# [GOAL OF THE EXERCISE]
Where does the word "BottomLeft" appear in the entries below? Copy each line that holds it.

*** Block opens ***

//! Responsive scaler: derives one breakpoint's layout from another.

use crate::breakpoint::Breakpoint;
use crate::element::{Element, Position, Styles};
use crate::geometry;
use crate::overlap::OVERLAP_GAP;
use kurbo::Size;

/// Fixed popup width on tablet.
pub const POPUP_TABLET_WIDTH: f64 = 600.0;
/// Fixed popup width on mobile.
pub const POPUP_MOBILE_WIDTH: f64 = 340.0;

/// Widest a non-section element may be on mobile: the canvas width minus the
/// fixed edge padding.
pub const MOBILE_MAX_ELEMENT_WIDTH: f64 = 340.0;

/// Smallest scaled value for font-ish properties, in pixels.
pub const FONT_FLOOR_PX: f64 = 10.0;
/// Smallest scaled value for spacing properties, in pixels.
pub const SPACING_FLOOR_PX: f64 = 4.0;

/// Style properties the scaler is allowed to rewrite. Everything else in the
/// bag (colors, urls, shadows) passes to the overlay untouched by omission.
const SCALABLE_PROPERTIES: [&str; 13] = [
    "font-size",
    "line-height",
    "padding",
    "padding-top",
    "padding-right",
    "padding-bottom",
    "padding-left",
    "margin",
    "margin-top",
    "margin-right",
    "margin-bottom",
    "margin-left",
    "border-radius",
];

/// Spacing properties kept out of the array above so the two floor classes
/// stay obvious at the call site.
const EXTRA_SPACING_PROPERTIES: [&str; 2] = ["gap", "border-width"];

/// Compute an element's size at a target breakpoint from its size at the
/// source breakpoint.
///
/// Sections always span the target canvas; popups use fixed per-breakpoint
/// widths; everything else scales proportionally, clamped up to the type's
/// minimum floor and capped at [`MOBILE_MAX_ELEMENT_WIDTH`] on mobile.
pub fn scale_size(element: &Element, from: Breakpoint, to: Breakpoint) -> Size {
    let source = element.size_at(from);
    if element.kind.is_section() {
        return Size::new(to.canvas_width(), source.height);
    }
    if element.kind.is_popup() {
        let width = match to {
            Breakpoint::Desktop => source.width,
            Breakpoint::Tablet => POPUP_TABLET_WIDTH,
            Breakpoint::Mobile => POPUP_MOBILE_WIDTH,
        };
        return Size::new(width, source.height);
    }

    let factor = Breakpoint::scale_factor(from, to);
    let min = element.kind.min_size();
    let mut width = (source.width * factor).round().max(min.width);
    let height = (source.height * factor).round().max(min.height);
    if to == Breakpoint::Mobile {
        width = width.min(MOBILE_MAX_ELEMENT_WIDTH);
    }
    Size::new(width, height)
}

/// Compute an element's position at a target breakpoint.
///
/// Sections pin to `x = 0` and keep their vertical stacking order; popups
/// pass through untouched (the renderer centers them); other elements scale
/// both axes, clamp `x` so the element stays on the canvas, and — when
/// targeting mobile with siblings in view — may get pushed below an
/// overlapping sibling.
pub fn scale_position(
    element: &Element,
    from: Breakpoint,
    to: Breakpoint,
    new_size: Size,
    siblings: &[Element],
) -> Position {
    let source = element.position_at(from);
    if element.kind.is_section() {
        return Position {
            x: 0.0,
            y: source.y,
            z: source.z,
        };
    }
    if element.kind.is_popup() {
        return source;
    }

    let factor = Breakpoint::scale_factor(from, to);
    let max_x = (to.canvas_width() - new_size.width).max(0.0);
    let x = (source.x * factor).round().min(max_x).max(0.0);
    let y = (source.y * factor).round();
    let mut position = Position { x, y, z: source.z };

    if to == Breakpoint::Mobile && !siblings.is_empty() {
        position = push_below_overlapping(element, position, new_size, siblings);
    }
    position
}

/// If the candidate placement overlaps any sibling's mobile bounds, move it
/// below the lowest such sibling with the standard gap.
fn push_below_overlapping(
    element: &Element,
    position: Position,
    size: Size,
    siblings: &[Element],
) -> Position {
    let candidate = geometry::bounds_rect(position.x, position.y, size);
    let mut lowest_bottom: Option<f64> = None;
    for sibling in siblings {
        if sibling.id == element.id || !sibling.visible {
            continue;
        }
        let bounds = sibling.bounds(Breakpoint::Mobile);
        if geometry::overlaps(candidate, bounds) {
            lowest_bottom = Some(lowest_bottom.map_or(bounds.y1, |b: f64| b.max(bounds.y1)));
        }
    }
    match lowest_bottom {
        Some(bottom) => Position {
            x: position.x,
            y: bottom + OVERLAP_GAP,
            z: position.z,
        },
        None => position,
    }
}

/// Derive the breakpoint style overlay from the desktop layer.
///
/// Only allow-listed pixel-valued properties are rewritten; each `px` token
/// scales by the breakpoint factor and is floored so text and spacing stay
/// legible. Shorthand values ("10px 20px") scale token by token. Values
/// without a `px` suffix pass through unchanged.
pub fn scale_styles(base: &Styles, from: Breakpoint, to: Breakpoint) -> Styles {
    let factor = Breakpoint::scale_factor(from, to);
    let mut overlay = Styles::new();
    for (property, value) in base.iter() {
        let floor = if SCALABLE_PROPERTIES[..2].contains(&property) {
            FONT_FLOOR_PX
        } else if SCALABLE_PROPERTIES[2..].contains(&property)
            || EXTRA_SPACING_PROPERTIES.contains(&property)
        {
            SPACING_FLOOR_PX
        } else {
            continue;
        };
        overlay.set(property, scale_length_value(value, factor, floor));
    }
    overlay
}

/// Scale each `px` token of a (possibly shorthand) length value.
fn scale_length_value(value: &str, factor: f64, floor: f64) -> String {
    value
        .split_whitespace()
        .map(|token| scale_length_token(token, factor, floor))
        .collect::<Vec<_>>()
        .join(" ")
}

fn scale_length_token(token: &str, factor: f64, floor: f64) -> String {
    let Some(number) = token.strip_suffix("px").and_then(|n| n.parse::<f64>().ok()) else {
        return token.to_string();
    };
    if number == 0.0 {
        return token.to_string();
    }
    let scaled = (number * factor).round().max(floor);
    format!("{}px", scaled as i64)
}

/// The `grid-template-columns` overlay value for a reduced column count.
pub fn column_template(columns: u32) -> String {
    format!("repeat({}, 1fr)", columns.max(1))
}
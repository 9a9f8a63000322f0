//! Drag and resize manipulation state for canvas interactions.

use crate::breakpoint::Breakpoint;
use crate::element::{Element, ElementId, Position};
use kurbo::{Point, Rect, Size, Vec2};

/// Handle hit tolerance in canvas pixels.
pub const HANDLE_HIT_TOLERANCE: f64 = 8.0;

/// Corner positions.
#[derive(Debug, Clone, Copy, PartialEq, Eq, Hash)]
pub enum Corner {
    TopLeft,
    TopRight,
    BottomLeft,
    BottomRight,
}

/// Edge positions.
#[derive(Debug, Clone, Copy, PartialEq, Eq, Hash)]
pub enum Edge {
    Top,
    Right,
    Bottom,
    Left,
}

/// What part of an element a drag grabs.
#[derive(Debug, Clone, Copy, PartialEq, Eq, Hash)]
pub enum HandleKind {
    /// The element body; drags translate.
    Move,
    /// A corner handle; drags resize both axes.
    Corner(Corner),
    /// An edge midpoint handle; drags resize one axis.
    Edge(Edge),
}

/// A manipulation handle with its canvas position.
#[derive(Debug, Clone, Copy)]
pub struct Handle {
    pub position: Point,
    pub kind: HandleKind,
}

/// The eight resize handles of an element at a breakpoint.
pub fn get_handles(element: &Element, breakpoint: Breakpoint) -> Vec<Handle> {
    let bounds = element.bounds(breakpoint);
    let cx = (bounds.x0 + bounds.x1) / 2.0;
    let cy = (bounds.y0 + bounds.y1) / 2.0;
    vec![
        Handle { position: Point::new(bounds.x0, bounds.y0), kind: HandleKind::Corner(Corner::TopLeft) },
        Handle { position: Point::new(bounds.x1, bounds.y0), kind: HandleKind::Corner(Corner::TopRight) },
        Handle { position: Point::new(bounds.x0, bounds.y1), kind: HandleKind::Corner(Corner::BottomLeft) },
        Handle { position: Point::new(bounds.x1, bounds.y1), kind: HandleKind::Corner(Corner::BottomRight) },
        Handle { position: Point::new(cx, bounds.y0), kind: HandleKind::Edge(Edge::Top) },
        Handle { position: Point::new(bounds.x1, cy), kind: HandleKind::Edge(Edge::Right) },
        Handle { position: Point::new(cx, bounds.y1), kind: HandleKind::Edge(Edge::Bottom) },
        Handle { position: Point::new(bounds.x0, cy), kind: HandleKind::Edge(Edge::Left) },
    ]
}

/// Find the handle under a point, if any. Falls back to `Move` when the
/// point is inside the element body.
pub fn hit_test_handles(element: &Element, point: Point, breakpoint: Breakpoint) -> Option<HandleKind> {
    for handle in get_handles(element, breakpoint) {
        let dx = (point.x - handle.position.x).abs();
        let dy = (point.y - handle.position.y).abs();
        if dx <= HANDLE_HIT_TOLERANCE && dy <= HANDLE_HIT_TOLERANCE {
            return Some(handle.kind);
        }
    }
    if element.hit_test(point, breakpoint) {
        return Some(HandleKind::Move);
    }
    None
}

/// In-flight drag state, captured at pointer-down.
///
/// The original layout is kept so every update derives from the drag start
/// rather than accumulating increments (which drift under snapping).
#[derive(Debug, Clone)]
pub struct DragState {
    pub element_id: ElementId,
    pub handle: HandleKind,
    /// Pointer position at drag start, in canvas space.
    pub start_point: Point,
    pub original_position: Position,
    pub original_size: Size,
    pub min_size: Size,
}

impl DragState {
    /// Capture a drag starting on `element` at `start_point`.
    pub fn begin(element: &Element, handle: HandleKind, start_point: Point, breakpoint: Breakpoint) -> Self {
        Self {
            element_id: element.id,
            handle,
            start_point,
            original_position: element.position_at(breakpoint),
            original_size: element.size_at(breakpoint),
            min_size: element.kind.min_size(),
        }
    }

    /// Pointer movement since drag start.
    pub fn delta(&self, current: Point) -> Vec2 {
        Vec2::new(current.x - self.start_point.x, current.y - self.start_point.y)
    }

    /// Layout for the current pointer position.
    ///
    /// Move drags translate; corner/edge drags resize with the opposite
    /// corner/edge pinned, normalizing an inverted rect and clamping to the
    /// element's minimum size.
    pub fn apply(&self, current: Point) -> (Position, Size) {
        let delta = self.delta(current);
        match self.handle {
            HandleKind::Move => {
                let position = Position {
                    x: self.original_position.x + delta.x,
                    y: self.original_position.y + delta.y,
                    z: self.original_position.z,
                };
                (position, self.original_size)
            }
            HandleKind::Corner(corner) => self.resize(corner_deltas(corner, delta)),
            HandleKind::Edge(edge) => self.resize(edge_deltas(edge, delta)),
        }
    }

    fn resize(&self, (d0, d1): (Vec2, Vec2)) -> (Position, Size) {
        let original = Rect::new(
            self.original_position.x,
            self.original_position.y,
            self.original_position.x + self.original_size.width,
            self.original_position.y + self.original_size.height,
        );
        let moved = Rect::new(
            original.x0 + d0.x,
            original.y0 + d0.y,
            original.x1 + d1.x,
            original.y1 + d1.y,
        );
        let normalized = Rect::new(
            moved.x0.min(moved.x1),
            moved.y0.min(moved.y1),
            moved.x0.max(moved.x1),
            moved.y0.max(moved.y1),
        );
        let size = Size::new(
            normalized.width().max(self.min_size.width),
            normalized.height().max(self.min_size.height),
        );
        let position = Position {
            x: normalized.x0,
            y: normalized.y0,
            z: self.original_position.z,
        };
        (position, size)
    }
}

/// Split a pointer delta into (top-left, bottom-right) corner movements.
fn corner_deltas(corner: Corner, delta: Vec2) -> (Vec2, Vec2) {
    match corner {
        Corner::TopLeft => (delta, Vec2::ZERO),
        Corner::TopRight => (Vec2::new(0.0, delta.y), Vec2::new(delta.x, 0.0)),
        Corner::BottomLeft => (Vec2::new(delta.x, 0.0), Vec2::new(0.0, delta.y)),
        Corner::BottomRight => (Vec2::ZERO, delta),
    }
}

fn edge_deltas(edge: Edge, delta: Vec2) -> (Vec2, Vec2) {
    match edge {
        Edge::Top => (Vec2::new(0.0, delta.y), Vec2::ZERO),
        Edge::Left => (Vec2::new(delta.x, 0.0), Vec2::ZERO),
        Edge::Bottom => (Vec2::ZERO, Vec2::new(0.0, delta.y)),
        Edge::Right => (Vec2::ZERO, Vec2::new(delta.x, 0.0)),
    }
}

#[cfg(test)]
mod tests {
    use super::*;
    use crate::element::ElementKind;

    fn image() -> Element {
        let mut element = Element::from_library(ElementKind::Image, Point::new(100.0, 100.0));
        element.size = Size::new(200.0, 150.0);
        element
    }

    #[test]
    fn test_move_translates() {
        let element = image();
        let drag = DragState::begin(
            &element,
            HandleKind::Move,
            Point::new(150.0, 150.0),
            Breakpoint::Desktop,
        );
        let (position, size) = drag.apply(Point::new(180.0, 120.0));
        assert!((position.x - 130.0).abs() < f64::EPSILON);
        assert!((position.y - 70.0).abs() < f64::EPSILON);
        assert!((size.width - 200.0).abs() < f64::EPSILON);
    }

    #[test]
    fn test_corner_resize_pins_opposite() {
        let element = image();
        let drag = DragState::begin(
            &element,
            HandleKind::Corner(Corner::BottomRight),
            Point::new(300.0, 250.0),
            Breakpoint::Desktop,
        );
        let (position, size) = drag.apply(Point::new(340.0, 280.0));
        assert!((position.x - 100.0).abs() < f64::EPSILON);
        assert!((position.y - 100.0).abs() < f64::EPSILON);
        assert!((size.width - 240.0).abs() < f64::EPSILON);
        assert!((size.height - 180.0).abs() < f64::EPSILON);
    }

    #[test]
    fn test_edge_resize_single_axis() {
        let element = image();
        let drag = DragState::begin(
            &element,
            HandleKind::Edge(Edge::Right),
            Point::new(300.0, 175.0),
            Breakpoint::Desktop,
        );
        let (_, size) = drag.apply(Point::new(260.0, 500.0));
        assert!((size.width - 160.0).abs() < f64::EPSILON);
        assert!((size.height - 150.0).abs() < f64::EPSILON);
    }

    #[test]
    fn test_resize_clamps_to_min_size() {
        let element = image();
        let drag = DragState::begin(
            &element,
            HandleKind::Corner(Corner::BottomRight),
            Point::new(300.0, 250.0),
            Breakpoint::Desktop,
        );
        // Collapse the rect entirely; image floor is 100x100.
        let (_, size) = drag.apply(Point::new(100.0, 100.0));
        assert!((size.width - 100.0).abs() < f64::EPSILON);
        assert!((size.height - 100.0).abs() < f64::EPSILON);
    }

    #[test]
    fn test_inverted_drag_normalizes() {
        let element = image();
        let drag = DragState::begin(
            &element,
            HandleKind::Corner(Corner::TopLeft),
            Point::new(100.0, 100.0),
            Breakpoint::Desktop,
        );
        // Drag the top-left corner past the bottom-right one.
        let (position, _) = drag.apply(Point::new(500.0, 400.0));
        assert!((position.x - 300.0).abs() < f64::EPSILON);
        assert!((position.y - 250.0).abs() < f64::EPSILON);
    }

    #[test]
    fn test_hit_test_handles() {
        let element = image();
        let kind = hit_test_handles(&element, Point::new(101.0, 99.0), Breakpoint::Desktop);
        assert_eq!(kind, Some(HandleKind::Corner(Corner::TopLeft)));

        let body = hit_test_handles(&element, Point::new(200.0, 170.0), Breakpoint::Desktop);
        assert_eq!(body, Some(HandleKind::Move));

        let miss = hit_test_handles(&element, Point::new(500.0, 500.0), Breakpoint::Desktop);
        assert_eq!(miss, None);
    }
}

*** Block closes ***

# [ANSWER TO THIS EXERCISE]
    BottomLeft,
        Handle { position: Point::new(bounds.x0, bounds.y1), kind: HandleKind::Corner(Corner::BottomLeft) },
        Corner::BottomLeft => (Vec2::new(delta.x, 0.0), Vec2::new(0.0, delta.y)),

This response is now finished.